This pamphlet was found under doors in The Northland apartment building on Nicola Street on Feb. 28.
(GLYNN BROTHEN / iNFOnews.ca)
March 18, 2015 - 7:28 PM
KAMLOOPS – The controversial author of a what some have called a 'hate-flyer' will no longer deliver them in Kamloops or any other Canadian city — according to his latest blog post, he's leaving the country for good.
Christian proselytizer Bill Whatcott, known across the country for delivering pamphlets targeting and discouraging homosexuality, abortion and most recently the CBC, announced last week he would be relocating to the Phillipines.
“My ministry to Canada has come to an end, at least for the forseeable future,” Whatcott said. He wrote he spent his final days in the country delivering his flyer ‘Imagine Defunding the CBC’ in East Vancouver and Kamloops.
“I was not particularly surprised that most of the responses were negative, however Vancouver’s recipients of my truthful message have been far less vitriolic than the recipients in Kamloops a few days earlier,” he wrote.
The flyers in Kamloops upset local gay and lesbian Safe Spaces coordinator Krista Gallant who said the facts included in the pamphlet about the majority of gay men carrying sexually transmitted diseases were inaccurate and made it hateful. Ben Gayfer, who found a flyer in a Nicola Street apartment searched and found who he believed to be Whatcott in the building after he saw and was upset by graphic photos, including an aborted fetus.
Whatcott faced several legal battles after distributing a variety of pamphlets with similar messages in Western Canada, including his native Saskatchewan. The Supreme Court of Canada determined the flyers constituted hate speech in 2013.

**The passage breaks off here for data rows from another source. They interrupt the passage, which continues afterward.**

use super::constants::*;
use super::snapshot::ScalerSnapshot;

/// Scan a raw word buffer for banks belonging to the crate identified by
/// `header` and copy their channel words into the snapshot.
///
/// A word opens a bank when its top 12 bits equal the header pattern and its
/// middle byte is zero. The word also encodes the slot and the number of
/// channel words that follow; a count of zero means 32 (the in-stream
/// encoding). The first matching bank in a scan rotates the snapshot and
/// clears the current half, so one call produces at most one new generation.
///
/// `dlen` of zero derives the event length from the self-describing first
/// word (`data[0] + 1`). Lengths above [`MAX_EVENT_LENGTH`] mark the event
/// as corrupted: the current half is cleared and no match is reported.
///
/// Channel writes that would land outside the store are dropped and the scan
/// continues; partial upstream data degrades results instead of halting the
/// pipeline.
///
/// Returns whether any bank of this crate was found in the buffer.
pub fn extract_raw(header: u32, data: &[u32], dlen: usize, snapshot: &mut ScalerSnapshot) -> bool {
    if data.is_empty() {
        return false;
    }
    let mut len = dlen;
    if dlen == 0 {
        len = data[0] as usize + 1;
    }
    if len > MAX_EVENT_LENGTH {
        log::warn!("Event length {len} is crazy; skipping corrupted scaler event");
        snapshot.clear();
        return false;
    }
    let ndat = len.min(data.len());
    let mut found = false;
    let mut first = true;
    let mut dropped: usize = 0;
    for i in 0..ndat {
        let word = data[i];
        if (word & HEADER_MASK) != header || (word & HEADER_RESERVED_MASK) != 0 {
            continue;
        }
        if first {
            first = false;
            snapshot.rotate();
            snapshot.clear();
        }
        let slot = ((word & HEADER_SLOT_MASK) >> HEADER_SLOT_SHIFT) as usize;
        let mut numchan = (word & HEADER_NCHAN_MASK) as usize;
        if numchan == 0 {
            numchan = CHANNELS_PER_SLOT; // in-stream banks omit the count
        }
        for j in (i + 1)..(i + numchan + 1).min(data.len()) {
            let k = slot * CHANNELS_PER_SLOT + j - i - 1;
            if !snapshot.write_raw(k, data[j]) {
                dropped += 1;
            }
        }
        found = true;
    }
    if dropped > 0 {
        log::debug!("Dropped {dropped} out-of-range channel words while scanning");
    }
    found
}

#[cfg(test)]
mod tests {
    use super::*;

    const HEADER: u32 = 0xabc0_0000;

    /// Bank header word for this crate: slot in bits 16-19, count in bits 0-7.
    fn bank(slot: u32, numchan: u32) -> u32 {
        HEADER | (slot << 16) | numchan
    }

    #[test]
    fn test_single_bank_copied_exactly() {
        let mut snap = ScalerSnapshot::new();
        let data = [0x0000_0005, 0, 0, bank(6, 2), 0x11, 0x22];
        assert!(extract_raw(HEADER, &data, 0, &mut snap));
        assert_eq!(snap.get(6, 0, 0), 0x11);
        assert_eq!(snap.get(6, 1, 0), 0x22);
        assert_eq!(snap.get(6, 2, 0), 0);
    }

    #[test]
    fn test_wrong_header_ignored() {
        let mut snap = ScalerSnapshot::new();
        let data = [0xceb6_0002, 0x11, 0x22];
        assert!(!extract_raw(HEADER, &data, data.len(), &mut snap));
        assert_eq!(snap.get(6, 0, 0), 0);
    }

    #[test]
    fn test_reserved_byte_rejects_header() {
        let mut snap = ScalerSnapshot::new();
        // Slot and count fields fine, but the middle byte is nonzero
        let data = [bank(6, 2) | 0x1000, 0x11, 0x22];
        assert!(!extract_raw(HEADER, &data, data.len(), &mut snap));
    }

    #[test]
    fn test_zero_count_reads_thirty_two() {
        let mut snap = ScalerSnapshot::new();
        let mut data = vec![bank(3, 0)];
        data.extend((0..CHANNELS_PER_SLOT as u32).map(|k| 1000 + k));
        assert!(extract_raw(HEADER, &data, data.len(), &mut snap));
        assert_eq!(snap.get(3, 0, 0), 1000);
        assert_eq!(snap.get(3, 31, 0), 1031);
    }

    #[test]
    fn test_rotation_on_successive_extractions() {
        let mut snap = ScalerSnapshot::new();
        let ev1 = [bank(2, 1), 7];
        let ev2 = [bank(2, 1), 19];
        assert!(extract_raw(HEADER, &ev1, ev1.len(), &mut snap));
        assert!(extract_raw(HEADER, &ev2, ev2.len(), &mut snap));
        assert_eq!(snap.get(2, 0, 0), 19);
        assert_eq!(snap.get(2, 0, 1), 7);
    }

    #[test]
    fn test_crazy_length_clears_current() {
        let mut snap = ScalerSnapshot::new();
        let ev = [bank(2, 1), 7];
        assert!(extract_raw(HEADER, &ev, ev.len(), &mut snap));
        // Self-described length far past the sanity ceiling
        let bad = [u32::MAX, bank(2, 1), 9];
        assert!(!extract_raw(HEADER, &bad, 0, &mut snap));
        assert_eq!(snap.get(2, 0, 0), 0);
    }

    #[test]
    fn test_overlong_channel_count_is_tolerated() {
        let mut snap = ScalerSnapshot::new();
        // Slot 11 with 32 channels runs exactly to the end of the store;
        // the scan must neither overrun nor abort.
        let mut data = vec![bank(11, 0)];
        data.extend(std::iter::repeat(5u32).take(CHANNELS_PER_SLOT));
        assert!(extract_raw(HEADER, &data, data.len(), &mut snap));
        assert_eq!(snap.get(11, 31, 0), 5);

        // A bank claiming more channels than the buffer holds is clipped.
        let short = [bank(4, 8), 1, 2];
        assert!(extract_raw(HEADER, &short, short.len(), &mut snap));
        assert_eq!(snap.get(4, 0, 0), 1);
        assert_eq!(snap.get(4, 1, 0), 2);
        assert_eq!(snap.get(4, 2, 0), 0);
    }

    #[test]
    fn test_two_banks_in_one_event() {
        let mut snap = ScalerSnapshot::new();
        let data = [bank(1, 2), 10, 20, bank(8, 1), 30];
        assert!(extract_raw(HEADER, &data, data.len(), &mut snap));
        assert_eq!(snap.get(1, 0, 0), 10);
        assert_eq!(snap.get(1, 1, 0), 20);
        assert_eq!(snap.get(8, 0, 0), 30);
    }
}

Based on the CBC’s coverage of him, which included omitted key details pertaining to his case and suggested he encouraged violence toward the group, caused Whatcott to sue the outlet for defamation. He won the suit in January this year.
Despite his financial gain from the CBC's penalties, Whatcott has also faced several costly legal penalties throughout the years. It's suggested the move to the South Pacific was financially motivated.
"It's nice to be in the Phillipines with my wife. I really have no idea what I will be doing here. I am heading to a trade school right now to see if I can learn some mechanics," he wrote. "My wife and I are poor as I left Canada with very little. However we have family and God."